Start of INPUT DATA
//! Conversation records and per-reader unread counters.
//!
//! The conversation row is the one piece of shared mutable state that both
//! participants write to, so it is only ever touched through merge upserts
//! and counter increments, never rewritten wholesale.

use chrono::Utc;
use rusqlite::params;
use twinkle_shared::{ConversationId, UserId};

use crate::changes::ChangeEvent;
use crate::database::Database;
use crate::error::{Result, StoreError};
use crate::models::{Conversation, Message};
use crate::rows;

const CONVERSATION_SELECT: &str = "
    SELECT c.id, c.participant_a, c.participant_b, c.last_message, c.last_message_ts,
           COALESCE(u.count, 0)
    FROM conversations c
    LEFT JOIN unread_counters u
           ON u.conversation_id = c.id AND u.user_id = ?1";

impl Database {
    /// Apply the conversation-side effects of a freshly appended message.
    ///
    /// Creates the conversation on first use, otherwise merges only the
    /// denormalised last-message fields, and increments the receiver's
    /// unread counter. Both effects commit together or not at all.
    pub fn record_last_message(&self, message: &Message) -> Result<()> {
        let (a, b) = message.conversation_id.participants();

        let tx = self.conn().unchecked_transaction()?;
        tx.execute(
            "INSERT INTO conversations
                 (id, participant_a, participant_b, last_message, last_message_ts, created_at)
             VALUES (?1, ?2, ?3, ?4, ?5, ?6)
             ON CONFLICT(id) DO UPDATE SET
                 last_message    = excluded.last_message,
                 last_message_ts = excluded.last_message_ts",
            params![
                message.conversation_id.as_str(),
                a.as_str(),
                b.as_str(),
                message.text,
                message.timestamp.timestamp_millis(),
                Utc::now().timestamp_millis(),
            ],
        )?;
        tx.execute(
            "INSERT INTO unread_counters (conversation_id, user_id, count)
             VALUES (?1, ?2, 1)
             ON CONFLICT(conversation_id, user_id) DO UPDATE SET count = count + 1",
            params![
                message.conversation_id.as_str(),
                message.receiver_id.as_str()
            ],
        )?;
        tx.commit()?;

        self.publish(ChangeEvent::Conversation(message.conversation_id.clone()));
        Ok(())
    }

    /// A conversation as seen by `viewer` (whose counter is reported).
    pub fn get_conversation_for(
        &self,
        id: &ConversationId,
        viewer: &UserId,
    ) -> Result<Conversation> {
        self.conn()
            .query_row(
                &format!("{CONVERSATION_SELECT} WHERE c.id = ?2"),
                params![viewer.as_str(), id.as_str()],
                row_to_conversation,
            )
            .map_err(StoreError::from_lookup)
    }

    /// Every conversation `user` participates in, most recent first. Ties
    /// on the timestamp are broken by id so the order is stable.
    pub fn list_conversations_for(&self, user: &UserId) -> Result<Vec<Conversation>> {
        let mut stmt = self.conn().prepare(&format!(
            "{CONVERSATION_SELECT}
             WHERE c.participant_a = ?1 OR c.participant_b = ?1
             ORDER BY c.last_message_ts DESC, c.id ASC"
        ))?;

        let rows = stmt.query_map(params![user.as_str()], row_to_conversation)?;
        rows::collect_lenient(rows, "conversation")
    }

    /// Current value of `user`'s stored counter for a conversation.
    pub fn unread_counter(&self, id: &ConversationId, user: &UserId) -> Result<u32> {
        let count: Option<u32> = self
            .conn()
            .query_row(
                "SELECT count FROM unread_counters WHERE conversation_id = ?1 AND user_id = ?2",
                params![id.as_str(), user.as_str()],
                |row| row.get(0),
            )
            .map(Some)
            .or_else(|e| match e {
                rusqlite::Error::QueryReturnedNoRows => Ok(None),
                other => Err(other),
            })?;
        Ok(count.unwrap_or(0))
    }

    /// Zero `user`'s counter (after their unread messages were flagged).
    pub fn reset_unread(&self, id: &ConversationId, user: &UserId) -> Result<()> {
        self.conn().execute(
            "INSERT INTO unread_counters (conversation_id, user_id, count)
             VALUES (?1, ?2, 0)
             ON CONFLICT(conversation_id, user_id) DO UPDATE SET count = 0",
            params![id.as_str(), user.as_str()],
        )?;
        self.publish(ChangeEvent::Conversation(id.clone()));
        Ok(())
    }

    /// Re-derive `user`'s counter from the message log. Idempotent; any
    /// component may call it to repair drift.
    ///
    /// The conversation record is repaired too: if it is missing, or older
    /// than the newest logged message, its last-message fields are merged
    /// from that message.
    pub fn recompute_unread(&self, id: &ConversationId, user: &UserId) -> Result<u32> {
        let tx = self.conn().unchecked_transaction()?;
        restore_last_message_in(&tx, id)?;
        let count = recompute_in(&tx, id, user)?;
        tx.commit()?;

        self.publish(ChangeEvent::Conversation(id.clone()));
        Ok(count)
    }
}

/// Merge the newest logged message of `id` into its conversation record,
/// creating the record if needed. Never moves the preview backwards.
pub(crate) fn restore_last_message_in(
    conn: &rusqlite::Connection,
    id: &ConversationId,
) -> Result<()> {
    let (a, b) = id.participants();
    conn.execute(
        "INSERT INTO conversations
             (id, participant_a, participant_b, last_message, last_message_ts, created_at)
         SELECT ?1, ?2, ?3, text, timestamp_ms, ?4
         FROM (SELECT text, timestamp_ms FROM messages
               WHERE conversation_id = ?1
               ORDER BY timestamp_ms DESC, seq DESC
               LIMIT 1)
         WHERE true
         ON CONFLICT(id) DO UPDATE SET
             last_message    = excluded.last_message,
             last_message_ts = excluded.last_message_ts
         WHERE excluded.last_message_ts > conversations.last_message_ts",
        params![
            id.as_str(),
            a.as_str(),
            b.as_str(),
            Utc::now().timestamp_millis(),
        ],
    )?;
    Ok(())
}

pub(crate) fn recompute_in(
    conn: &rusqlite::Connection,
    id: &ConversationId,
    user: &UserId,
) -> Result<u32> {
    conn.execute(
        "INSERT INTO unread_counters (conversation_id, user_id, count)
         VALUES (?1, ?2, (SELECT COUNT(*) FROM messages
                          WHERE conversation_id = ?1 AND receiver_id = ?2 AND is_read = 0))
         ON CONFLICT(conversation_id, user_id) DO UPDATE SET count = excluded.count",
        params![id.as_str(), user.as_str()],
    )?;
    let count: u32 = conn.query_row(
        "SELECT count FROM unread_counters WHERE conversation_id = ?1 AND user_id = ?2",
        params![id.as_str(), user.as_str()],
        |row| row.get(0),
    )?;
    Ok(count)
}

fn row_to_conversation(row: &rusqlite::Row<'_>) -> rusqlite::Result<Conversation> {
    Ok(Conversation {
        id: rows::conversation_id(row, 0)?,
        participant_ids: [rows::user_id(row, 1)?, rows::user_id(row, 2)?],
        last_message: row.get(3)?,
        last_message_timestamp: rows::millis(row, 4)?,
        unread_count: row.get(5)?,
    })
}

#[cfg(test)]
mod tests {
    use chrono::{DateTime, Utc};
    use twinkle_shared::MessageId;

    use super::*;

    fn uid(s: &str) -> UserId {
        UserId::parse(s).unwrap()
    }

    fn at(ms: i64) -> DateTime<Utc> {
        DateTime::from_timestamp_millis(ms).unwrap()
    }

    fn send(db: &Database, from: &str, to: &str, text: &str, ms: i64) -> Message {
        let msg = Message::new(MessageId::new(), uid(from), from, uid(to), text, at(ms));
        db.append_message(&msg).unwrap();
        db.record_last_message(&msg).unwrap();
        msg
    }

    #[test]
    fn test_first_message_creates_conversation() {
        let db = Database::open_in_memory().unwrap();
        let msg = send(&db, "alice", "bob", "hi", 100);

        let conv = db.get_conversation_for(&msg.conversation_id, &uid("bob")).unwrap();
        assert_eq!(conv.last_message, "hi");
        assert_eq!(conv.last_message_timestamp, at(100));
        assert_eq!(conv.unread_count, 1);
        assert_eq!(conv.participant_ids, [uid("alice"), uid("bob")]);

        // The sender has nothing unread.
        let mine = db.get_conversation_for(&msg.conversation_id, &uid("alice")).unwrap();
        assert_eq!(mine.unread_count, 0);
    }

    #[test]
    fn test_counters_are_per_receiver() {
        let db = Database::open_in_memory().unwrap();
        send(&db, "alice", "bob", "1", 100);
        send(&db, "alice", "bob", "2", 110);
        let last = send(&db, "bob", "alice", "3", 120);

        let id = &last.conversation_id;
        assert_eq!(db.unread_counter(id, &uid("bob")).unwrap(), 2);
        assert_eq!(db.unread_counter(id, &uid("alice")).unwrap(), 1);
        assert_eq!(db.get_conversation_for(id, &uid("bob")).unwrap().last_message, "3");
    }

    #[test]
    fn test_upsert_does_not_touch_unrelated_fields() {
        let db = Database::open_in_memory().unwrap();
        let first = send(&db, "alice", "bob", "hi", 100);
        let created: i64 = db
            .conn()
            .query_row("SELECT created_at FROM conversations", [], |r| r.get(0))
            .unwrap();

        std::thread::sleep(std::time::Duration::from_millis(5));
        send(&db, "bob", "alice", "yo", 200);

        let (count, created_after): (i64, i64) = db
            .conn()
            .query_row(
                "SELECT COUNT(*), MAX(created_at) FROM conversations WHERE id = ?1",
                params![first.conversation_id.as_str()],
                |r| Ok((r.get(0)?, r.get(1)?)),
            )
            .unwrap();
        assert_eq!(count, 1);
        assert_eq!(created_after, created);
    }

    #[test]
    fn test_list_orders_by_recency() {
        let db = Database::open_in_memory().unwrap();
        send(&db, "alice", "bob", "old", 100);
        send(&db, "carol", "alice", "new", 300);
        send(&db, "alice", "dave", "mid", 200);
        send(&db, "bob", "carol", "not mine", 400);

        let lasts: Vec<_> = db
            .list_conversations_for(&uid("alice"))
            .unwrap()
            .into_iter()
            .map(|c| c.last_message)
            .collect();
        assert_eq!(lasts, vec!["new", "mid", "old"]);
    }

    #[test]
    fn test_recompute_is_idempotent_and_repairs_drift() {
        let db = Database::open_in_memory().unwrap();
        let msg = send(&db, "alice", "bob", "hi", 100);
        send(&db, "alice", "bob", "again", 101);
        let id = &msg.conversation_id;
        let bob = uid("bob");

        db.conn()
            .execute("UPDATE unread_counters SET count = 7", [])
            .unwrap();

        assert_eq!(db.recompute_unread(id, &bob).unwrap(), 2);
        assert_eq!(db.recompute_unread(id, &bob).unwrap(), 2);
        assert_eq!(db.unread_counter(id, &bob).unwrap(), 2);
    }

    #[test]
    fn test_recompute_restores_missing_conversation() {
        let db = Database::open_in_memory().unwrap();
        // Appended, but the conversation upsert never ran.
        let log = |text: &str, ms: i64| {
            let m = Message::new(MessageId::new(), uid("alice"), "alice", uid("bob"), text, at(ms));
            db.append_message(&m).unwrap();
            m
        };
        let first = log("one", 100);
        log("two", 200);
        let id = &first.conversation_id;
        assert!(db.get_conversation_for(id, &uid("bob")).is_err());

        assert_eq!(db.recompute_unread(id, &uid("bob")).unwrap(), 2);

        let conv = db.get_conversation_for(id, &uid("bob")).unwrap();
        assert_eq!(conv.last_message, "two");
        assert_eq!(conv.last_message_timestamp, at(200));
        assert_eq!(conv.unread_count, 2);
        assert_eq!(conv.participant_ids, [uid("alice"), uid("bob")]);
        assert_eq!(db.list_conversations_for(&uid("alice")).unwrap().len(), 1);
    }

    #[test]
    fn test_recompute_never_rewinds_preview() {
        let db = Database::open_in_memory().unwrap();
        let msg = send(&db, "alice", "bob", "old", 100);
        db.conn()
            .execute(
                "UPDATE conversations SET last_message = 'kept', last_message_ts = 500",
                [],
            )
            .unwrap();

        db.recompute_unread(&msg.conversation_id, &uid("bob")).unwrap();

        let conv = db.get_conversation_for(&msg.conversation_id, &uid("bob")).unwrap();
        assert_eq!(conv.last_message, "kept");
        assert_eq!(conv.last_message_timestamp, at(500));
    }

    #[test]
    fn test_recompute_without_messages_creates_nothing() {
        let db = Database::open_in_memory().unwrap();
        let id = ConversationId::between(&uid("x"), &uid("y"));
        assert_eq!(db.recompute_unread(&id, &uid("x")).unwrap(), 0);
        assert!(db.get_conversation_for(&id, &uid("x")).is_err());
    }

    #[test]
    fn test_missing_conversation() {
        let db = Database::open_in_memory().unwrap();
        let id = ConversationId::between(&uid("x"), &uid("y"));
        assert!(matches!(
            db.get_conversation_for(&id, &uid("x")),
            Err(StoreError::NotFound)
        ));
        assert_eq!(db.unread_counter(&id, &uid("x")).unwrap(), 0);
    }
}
End of INPUT DATA
Start of INPUT DATA
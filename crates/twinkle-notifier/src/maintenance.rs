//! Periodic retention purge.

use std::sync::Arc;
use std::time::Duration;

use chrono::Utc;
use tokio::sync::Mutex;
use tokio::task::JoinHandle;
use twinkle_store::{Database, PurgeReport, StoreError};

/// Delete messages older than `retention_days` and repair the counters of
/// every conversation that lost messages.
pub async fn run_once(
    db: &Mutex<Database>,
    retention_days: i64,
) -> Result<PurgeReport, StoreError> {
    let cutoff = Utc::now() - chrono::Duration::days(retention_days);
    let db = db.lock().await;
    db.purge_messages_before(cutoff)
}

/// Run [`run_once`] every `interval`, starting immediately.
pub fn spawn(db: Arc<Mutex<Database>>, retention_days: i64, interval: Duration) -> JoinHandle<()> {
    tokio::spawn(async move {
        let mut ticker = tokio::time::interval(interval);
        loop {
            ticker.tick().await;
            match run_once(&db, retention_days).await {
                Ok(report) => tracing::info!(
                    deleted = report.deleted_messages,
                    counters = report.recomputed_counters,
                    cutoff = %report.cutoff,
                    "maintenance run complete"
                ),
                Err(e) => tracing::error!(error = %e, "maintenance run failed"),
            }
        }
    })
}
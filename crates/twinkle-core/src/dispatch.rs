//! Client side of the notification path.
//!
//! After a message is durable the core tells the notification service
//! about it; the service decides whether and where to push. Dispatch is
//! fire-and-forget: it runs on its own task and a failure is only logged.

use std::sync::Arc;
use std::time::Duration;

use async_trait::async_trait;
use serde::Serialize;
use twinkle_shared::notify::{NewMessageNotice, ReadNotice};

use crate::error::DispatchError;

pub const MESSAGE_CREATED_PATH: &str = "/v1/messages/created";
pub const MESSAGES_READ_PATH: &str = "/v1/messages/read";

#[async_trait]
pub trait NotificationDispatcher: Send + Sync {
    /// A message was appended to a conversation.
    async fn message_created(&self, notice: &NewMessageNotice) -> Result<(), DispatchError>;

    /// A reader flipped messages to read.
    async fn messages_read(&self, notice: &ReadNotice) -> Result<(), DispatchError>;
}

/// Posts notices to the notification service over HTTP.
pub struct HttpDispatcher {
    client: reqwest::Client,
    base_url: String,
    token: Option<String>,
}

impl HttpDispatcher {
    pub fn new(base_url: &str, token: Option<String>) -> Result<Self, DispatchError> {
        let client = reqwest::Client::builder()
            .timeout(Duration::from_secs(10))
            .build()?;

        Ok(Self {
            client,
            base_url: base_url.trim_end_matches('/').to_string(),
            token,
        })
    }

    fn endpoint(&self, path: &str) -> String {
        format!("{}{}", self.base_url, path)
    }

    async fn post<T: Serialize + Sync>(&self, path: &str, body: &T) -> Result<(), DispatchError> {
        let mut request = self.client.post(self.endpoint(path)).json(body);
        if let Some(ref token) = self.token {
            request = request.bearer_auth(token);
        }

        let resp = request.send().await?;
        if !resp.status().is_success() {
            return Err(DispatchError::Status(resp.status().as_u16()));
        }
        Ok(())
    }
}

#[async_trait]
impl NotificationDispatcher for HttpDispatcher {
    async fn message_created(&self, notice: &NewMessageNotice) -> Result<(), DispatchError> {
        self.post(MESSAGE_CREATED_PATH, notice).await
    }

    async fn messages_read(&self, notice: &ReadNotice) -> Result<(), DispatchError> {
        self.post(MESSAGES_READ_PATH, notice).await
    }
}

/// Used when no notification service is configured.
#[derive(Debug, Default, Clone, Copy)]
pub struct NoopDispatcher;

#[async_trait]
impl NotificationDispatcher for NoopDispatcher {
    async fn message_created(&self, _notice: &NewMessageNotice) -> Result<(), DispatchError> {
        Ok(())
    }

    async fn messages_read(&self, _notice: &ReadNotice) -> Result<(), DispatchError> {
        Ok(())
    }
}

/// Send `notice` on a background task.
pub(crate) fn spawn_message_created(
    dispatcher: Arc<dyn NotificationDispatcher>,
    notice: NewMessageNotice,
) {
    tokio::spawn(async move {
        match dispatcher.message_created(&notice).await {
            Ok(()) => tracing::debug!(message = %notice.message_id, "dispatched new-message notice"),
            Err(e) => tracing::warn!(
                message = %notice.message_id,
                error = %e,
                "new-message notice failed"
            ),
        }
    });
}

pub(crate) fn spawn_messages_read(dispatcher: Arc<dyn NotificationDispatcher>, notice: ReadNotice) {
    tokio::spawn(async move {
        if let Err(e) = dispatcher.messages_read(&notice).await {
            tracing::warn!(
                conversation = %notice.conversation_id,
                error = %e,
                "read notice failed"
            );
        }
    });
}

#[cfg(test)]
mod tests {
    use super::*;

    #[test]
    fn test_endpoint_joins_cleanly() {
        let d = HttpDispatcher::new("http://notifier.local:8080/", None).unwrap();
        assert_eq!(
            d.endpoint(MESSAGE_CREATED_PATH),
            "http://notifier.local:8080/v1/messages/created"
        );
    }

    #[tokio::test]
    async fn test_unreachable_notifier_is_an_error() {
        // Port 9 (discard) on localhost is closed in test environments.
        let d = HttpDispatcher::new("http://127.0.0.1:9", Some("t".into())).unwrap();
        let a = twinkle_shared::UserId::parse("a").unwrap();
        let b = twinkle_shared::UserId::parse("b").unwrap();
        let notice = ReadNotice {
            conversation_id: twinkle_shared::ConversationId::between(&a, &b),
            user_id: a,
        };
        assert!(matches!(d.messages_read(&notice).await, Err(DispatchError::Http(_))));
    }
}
End of INPUT DATA
Start of INPUT DATA
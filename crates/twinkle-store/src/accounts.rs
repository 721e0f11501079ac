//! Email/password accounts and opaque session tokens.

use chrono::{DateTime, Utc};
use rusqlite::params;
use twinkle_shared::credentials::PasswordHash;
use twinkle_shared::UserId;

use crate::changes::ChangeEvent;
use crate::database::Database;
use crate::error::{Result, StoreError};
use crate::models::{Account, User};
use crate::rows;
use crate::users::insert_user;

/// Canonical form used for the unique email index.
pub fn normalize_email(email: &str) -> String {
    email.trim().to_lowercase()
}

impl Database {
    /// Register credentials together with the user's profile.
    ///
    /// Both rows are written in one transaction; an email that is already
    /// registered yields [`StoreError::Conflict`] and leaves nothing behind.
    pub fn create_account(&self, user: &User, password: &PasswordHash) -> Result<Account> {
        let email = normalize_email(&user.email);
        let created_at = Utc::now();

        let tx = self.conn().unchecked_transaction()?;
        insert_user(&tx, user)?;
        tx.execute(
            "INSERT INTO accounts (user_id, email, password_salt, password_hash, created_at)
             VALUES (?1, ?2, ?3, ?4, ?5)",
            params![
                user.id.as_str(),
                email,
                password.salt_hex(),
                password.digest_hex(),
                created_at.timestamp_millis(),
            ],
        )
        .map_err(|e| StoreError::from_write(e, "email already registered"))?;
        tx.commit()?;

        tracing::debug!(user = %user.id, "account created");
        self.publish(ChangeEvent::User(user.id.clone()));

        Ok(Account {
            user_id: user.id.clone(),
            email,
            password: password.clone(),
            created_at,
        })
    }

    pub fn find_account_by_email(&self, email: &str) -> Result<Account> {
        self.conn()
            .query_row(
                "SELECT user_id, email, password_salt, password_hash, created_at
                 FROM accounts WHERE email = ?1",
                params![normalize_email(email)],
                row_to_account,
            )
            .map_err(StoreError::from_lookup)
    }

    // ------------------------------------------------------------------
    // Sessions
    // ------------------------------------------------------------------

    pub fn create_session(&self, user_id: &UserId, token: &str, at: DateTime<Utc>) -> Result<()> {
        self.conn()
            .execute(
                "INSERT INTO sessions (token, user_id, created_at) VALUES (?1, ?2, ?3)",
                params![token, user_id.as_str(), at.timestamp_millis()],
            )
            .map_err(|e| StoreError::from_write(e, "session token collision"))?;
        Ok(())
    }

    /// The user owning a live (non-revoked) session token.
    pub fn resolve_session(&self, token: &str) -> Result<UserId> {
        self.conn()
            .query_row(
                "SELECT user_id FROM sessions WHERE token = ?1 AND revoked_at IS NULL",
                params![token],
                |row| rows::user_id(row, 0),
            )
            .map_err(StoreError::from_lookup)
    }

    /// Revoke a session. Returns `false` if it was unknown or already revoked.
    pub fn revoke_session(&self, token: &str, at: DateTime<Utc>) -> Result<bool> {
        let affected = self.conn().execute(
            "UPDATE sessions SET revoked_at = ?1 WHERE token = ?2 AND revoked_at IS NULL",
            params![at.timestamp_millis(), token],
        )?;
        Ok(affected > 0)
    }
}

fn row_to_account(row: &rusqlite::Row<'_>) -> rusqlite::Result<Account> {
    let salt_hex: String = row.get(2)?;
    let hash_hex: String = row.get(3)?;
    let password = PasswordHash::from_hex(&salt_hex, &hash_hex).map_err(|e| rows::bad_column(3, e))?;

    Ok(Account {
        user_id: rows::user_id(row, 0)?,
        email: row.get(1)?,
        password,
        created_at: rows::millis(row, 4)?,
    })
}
End of INPUT DATA
■ EXERCISE BRIEF ■
Some of the data mentions "core". Copy every line where it does.

■ REPLY ■
filename crates/twinkle-core/src/dispatch.rs
//! After a message is durable the core tells the notification service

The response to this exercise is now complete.